Protein-based SARS-CoV-2 spike vaccine booster increases cross-neutralization against SARS-CoV-2 variants of concern in non-human primates

Abstract

The emergence of severe acute respiratory syndrome coronavirus 2 (SARS-CoV-2) variants that partly evade neutralizing antibodies raises concerns of reduced vaccine effectiveness and increased infection. We previously demonstrated that the SARS-CoV-2 spike protein vaccine adjuvanted with AS03 (CoV2 preS dTM-AS03) elicits robust neutralizing antibody responses in naïve subjects. Here we show that, in macaques primed with mRNA or protein-based subunit vaccine candidates, one booster dose of CoV2 preS dTM-AS03 (monovalent D614 or B.1.351, or bivalent D614 + B.1.351 formulations), significantly boosts the pre-existing neutralizing antibodies against the parental strain from 177- to 370-fold. Importantly, the booster dose elicits high and persistent cross-neutralizing antibodies covering five former or current SARS-CoV-2 variants of concern (Alpha, Beta, Gamma, Delta and Omicron) and, unexpectedly, SARS-CoV-1. Interestingly, we show that the booster specifically increases the functional antibody responses as compared to the receptor binding domain (RBD)-specific responses. Our findings show that these vaccine candidates, when used as a booster, have the potential to offer cross-protection against a broad spectrum of variants. This has important implications for vaccine control of SARS-CoV-2 variants of concern and informs on the benefit of a booster with the vaccine candidates currently under evaluation in clinical trials.
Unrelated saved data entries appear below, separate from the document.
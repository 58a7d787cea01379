//! The activity execution contract and the permission guard handed to
//! running activities.

mod builtin;

use std::sync::Arc;

use parking_lot::Mutex;
use thiserror::Error;
use tracing::debug;

use crate::evaluate::authorize;
use crate::types::{
    Decision, EvaluationCondition, Instance, InputScope, OutputScope, PermissionRecord,
    RequiredPermission,
};

pub use builtin::{core_activities, ExecCmd, PrintToConsole, ReadFile, WriteFile};

/// Unexpected failure raised from inside [`Activity::run`].
#[derive(Debug, Error)]
pub enum ActivityFault {
    #[error("permission denied: {request}")]
    PermissionDenied { request: RequiredPermission },

    #[error(transparent)]
    Io(#[from] std::io::Error),

    #[error("{0}")]
    Other(String),
}

/// A unit of execution with a typed input/output contract.
///
/// Domain problems (missing or mistyped input) are reported as an output
/// carrying the reserved `"error"` key; everything else is an
/// [`ActivityFault`].
pub trait Activity: Send + Sync {
    fn identifier(&self) -> &str;

    /// Execute the activity. Every resource access must be announced to
    /// `guard` first.
    ///
    /// # Errors
    ///
    /// Any [`ActivityFault`] raised while executing.
    fn run(&self, input: &InputScope, guard: &PermissionGuard) -> Result<OutputScope, ActivityFault>;
}

/// Constructor registered for an in-process activity.
pub type ActivityFactory = fn() -> Arc<dyn Activity>;

/// Security manager for one invocation: decides every capability an
/// activity exercises against the aggregated policy conditions.
#[derive(Debug, Default)]
pub struct PermissionGuard {
    conditions: Vec<EvaluationCondition>,
    log: Mutex<Vec<PermissionRecord>>,
}

impl PermissionGuard {
    #[must_use]
    pub fn new(conditions: Vec<EvaluationCondition>) -> Self {
        Self {
            conditions,
            log: Mutex::new(Vec::new()),
        }
    }

    #[must_use]
    pub fn conditions(&self) -> &[EvaluationCondition] {
        &self.conditions
    }

    /// Ask for a capability.
    ///
    /// # Errors
    ///
    /// [`ActivityFault::PermissionDenied`] when the policies do not allow it.
    pub fn check(&self, request: RequiredPermission) -> Result<(), ActivityFault> {
        let decision = authorize(&self.conditions, &request);
        debug!(%request, ?decision, "capability checked");
        self.log.lock().push(PermissionRecord {
            request: request.clone(),
            decision,
        });
        match decision {
            Decision::Allow => Ok(()),
            Decision::Deny => Err(ActivityFault::PermissionDenied { request }),
        }
    }

    /// Every check made so far, in order.
    #[must_use]
    pub fn into_log(self) -> Vec<PermissionRecord> {
        self.log.into_inner()
    }
}

/// Fetch a typed input, or describe why it is unusable.
///
/// The message is meant for [`OutputScope::failure`].
///
/// # Errors
///
/// A human-readable message naming the key.
pub fn required_input<'a>(
    input: &'a InputScope,
    key: &str,
    expected: &str,
) -> Result<&'a Instance, String> {
    let value = input
        .get(key)
        .ok_or_else(|| format!("missing input '{key}'"))?;
    if value.has_type(expected) {
        Ok(value)
    } else {
        Err(format!(
            "input '{key}' has type '{}', expected '{expected}'",
            value.type_identifier()
        ))
    }
}

#[cfg(test)]
mod tests {
    use super::*;
    use crate::types::{MatchingStrategy, PermissionType, TypeIdentifier};

    #[test]
    fn guard_logs_every_check() {
        let guard = PermissionGuard::new(vec![EvaluationCondition::grant(
            PermissionType::ReadFile,
            "/data",
            MatchingStrategy::PathSubdir,
        )]);
        assert!(guard
            .check(RequiredPermission::new(PermissionType::ReadFile, "/data/x"))
            .is_ok());
        let denied = guard
            .check(RequiredPermission::new(PermissionType::ReadFile, "/etc/x"))
            .unwrap_err();
        assert_eq!(denied.to_string(), "permission denied: READ_FILE(/etc/x)");
        let log = guard.into_log();
        assert_eq!(log.len(), 2);
        assert_eq!(log[0].decision, Decision::Allow);
        assert_eq!(log[1].decision, Decision::Deny);
    }

    #[test]
    fn required_input_messages() {
        let input = InputScope::new().with("n", Instance::new(TypeIdentifier::core("Text"), "1"));
        assert_eq!(
            required_input(&input, "url", "core.URL").unwrap_err(),
            "missing input 'url'"
        );
        assert_eq!(
            required_input(&input, "n", "core.UnsignedInt").unwrap_err(),
            "input 'n' has type 'core.Text', expected 'core.UnsignedInt'"
        );
    }
}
Fig. 1. Kinetics of booster-neutralizing antibody responses (parental and Beta) in mRNA- or subunit-primed macaques.

a Schematic representation of the study schedule. In mRNA-primed cohort, 4 groups of 4 cynomolgus macaques were immunized intramuscularly with mRNA COVID-19 (D614) vaccine candidates on day 0 (D0) and on day 21 (D21). In subunit-primed cohort, 5 groups of 4–5 rhesus macaques were immunized intramuscularly with CoV2 preS dTM-AS03 (D614) vaccine candidates on D0 and D21. Both cohorts were boosted 7 months post-dose 1 with nonadjuvanted monovalent (B.1.351) CoV2 preS dTM (n = 4) or AS03-adjuvanted monovalent (D614 or B.1.351) (n = 5) or bivalent (D614 + B.1.351) CoV2 preS dTM (n = 5). Humoral immune responses were assessed at different timepoints throughout the study. b Pseudovirus-neutralizing antibody titers against the parental SARS-CoV-2 and c Beta variant were assessed at different timepoints after the priming phase and after the booster immunization in macaques. Individual macaque data are shown. Connecting lines indicate mean responses and horizontal dotted lines the limits of quantification of the assay. *timepoints relative to boosters. A human convalescent panel of sera (Human Conv. sera) (n = 93) was assayed against D614 and is plotted as a comparator. Dotted line represents the World Health Organization (WHO) International Standard for anti-SARS-CoV-2 immunoglobulin (human) NIBSC code: 20/136.

Fig. 2. Booster cross-neutralizing antibody responses against the current VOC and SARS-CoV-1 in the mRNA- and subunit-primed macaques.

Pseudovirus-neutralizing antibody assays against the parental SARS-CoV-2, variants of concern (Alpha, Beta, Gamma, Delta, and Omicron), and SARS-CoV-1 was assessed at day 14 after the booster injection in primed-macaques a mRNA-primed cohort (n = 4/group) and b protein subunit-primed cohort (n = 4 or 5/group). Individual macaque data are shown and are linked by connecting lines. Horizontal dotted lines indicate the limits of quantification of the assay.

Fig. 3. Booster immunization elicits an increase in functional antibody response in mRNA- and subunit-primed macaques.

Pseudovirus NAb/RBD-binding IgG ratio for parental D614G (a) and for Beta (b), post prime (D35) and 2 weeks post-boost (D224 or D216) for mRNA-primed cohort (n = 4/group) and subunit-primed cohort (n = 4–5/group). Individual animals are shown; bars indicate means.